Sialorrhea causes can be varied. It can be a symptom of one of a number of neurological disorders, such as cerebral palsy and Parkinson’s disease. Sialorrhea diagnosis can also be linked with infection or poisoning. Heavy metal poisoning in particular, such as mercury poisoning, tends to induce drooling. Poisoning with insecticides and nerve gases is also known to have a similar effect.
A number of medicinal drugs are known to have induced sialorrhea as a side effect. The most commonly reported of these are antipsychotic drugs, in particular a drug called clozapine. Some of the drugs that are used to treat Alzheimer’s disease and related disorders are also often associated with drooling.
Treatment for sialorrhea usually depends on the root cause. If it is a side effect induced by prescribed drugs, then treatment is often limited to managing the excess salivation to a point where it can be controlled without too much impact on the patient. While drooling is often considered a cosmetic problem for patients, it can lead to hygiene problems, dehydration, and skin problems around the mouth. In some cases, drooling can also significantly hinder the ability of the patient to successfully engage with speech therapy where required, for example in some neurological disorders.
There are certain drugs that may be used in sialorrhea treatment. These drugs largely work by affecting the nervous system to reduce salivation, but they often have significant side effects. In extreme cases, where drooling is a long-term problem, surgical treatment of sialorrhea has been used, in the form of removal of one or more of the major salivary glands.
Is sialorrhea always a symptom of something else or could it just be caused by normal fluctuations in the body?
I find that during allergy season I suffer from excessive saliva buildup and it is really uncomfortable and makes it hard to get through the day. It is even worse when I try to sleep at night because I find I make a bit of a mess on my pillow.

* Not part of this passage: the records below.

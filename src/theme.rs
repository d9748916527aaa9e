//! Light / dark theme toggle.
//!
//! The preference is a single string slot (`"light"` or `"dark"`) in a
//! key-value store; `localStorage` in the browser, [`MemoryStore`] in tests.
//! Anything other than `"light"` (including nothing stored) means dark.

use std::cell::RefCell;
use std::collections::HashMap;
use std::rc::Rc;

use log::{debug, info};
use web_sys::{Element, MouseEvent, Storage};

use crate::config::ThemeConfig;
use crate::dom::{self, Page};
use crate::error::PortfolioError;

#[derive(Clone, Copy, Debug, PartialEq, Eq)]
pub enum Theme {
    Light,
    Dark,
}

impl Theme {
    pub fn from_stored(value: Option<&str>) -> Self {
        match value {
            Some("light") => Theme::Light,
            _ => Theme::Dark,
        }
    }

    pub fn toggled(self) -> Self {
        match self {
            Theme::Light => Theme::Dark,
            Theme::Dark => Theme::Light,
        }
    }

    pub fn as_str(self) -> &'static str {
        match self {
            Theme::Light => "light",
            Theme::Dark => "dark",
        }
    }

    /// Markup for the toggle button: a sun in light mode, a moon in dark mode.
    pub fn icon_html(self) -> &'static str {
        match self {
            Theme::Light => r#"<i class="fas fa-sun"></i>"#,
            Theme::Dark => r#"<i class="fas fa-moon"></i>"#,
        }
    }
}

/// Durable string slots surviving page reloads.
pub trait PreferenceStore {
    fn get(&self, key: &str) -> Option<String>;
    fn set(&mut self, key: &str, value: &str);
}

impl PreferenceStore for Storage {
    fn get(&self, key: &str) -> Option<String> {
        self.get_item(key).ok().flatten()
    }

    fn set(&mut self, key: &str, value: &str) {
        // Quota / privacy-mode failures leave the in-page theme applied.
        let _ = self.set_item(key, value);
    }
}

/// In-memory store used when `localStorage` is unavailable.
#[derive(Debug, Default)]
pub struct MemoryStore(HashMap<String, String>);

impl PreferenceStore for MemoryStore {
    fn get(&self, key: &str) -> Option<String> {
        self.0.get(key).cloned()
    }

    fn set(&mut self, key: &str, value: &str) {
        self.0.insert(key.to_string(), value.to_string());
    }
}

/// Current theme plus the store it is persisted to.
pub struct ThemeController<S: PreferenceStore> {
    theme: Theme,
    key: String,
    store: S,
}

impl<S: PreferenceStore> ThemeController<S> {
    pub fn load(store: S, key: &str) -> Self {
        let theme = Theme::from_stored(store.get(key).as_deref());
        Self { theme, key: key.to_string(), store }
    }

    pub fn theme(&self) -> Theme {
        self.theme
    }

    /// Flip the theme and persist it.
    pub fn toggle(&mut self) -> Theme {
        self.theme = self.theme.toggled();
        self.store.set(&self.key, self.theme.as_str());
        self.theme
    }

    pub fn store(&self) -> &S {
        &self.store
    }
}

// --- DOM wiring -------------------------------------------------------------

fn apply(body: Option<&Element>, button: &Element, cfg: &ThemeConfig, theme: Theme) {
    if let Some(body) = body {
        dom::set_class(body, &cfg.light_class, theme == Theme::Light);
    }
    button.set_inner_html(theme.icon_html());
}

pub fn mount(page: &Page, cfg: &ThemeConfig) -> Result<bool, PortfolioError> {
    let Some(button) = page.by_id(&cfg.toggle_id) else {
        debug!("theme: #{} not present", cfg.toggle_id);
        return Ok(false);
    };
    let body: Option<Element> = page.body().map(Into::into);

    let key = cfg.storage_key.as_str();
    match page.local_storage() {
        Some(storage) => wire(button, body, cfg.clone(), ThemeController::load(storage, key)),
        None => {
            info!("theme: localStorage unavailable, preference kept for this page only");
            let controller = ThemeController::load(MemoryStore::default(), key);
            wire(button, body, cfg.clone(), controller)
        }
    }
}

fn wire<S: PreferenceStore + 'static>(
    button: Element,
    body: Option<Element>,
    cfg: ThemeConfig,
    controller: ThemeController<S>,
) -> Result<bool, PortfolioError> {
    apply(body.as_ref(), &button, &cfg, controller.theme());
    let controller = Rc::new(RefCell::new(controller));
    let target = button.clone();
    dom::listen(&target, "click", move |_evt: MouseEvent| {
        let theme = controller.borrow_mut().toggle();
        apply(body.as_ref(), &button, &cfg, theme);
        debug!("theme: switched to {}", theme.as_str());
    })?;
    Ok(true)
}

#[cfg(test)]
mod tests {
    use super::*;

    #[test]
    fn test_only_light_is_light() {
        assert_eq!(Theme::from_stored(Some("light")), Theme::Light);
        assert_eq!(Theme::from_stored(Some("dark")), Theme::Dark);
        assert_eq!(Theme::from_stored(Some("LIGHT")), Theme::Dark);
        assert_eq!(Theme::from_stored(None), Theme::Dark);
    }

    #[test]
    fn test_icons() {
        assert!(Theme::Light.icon_html().contains("fa-sun"));
        assert!(Theme::Dark.icon_html().contains("fa-moon"));
    }

    #[test]
    fn test_toggle_persists() {
        let mut c = ThemeController::load(MemoryStore::default(), "theme");
        assert_eq!(c.theme(), Theme::Dark);
        assert_eq!(c.toggle(), Theme::Light);
        assert_eq!(c.store().get("theme").as_deref(), Some("light"));
    }

    #[test]
    fn test_toggle_twice_restores() {
        let mut store = MemoryStore::default();
        store.set("theme", "light");
        let mut c = ThemeController::load(store, "theme");
        let icon = c.theme().icon_html();
        c.toggle();
        c.toggle();
        assert_eq!(c.theme(), Theme::Light);
        assert_eq!(c.theme().icon_html(), icon);
        assert_eq!(c.store().get("theme").as_deref(), Some("light"));
    }
}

Do you think this could have something to do with my medication I take for allergies, or more a result of the allergies themselves? I have also considered that it may just be a sign that I am feeling anxious about my allergies.
My friend suffered from sialorrhea while he was taking clozapine for his bipolar disorder. Sialorrhea for him was mild, but still embarrassing and he ended up needing to switch drugs so that he wouldn't have to worry about getting through his day with too much saliva.
He found the most difficult thing with sialorrhea was sleeping, as the saliva would make it difficult to keep his pillows clean. For the most part he just covered everything he came in contact with. He mostly used clean towels and switched them daily.
Luckily, once he switched drugs his symptoms of sialorrhea went away.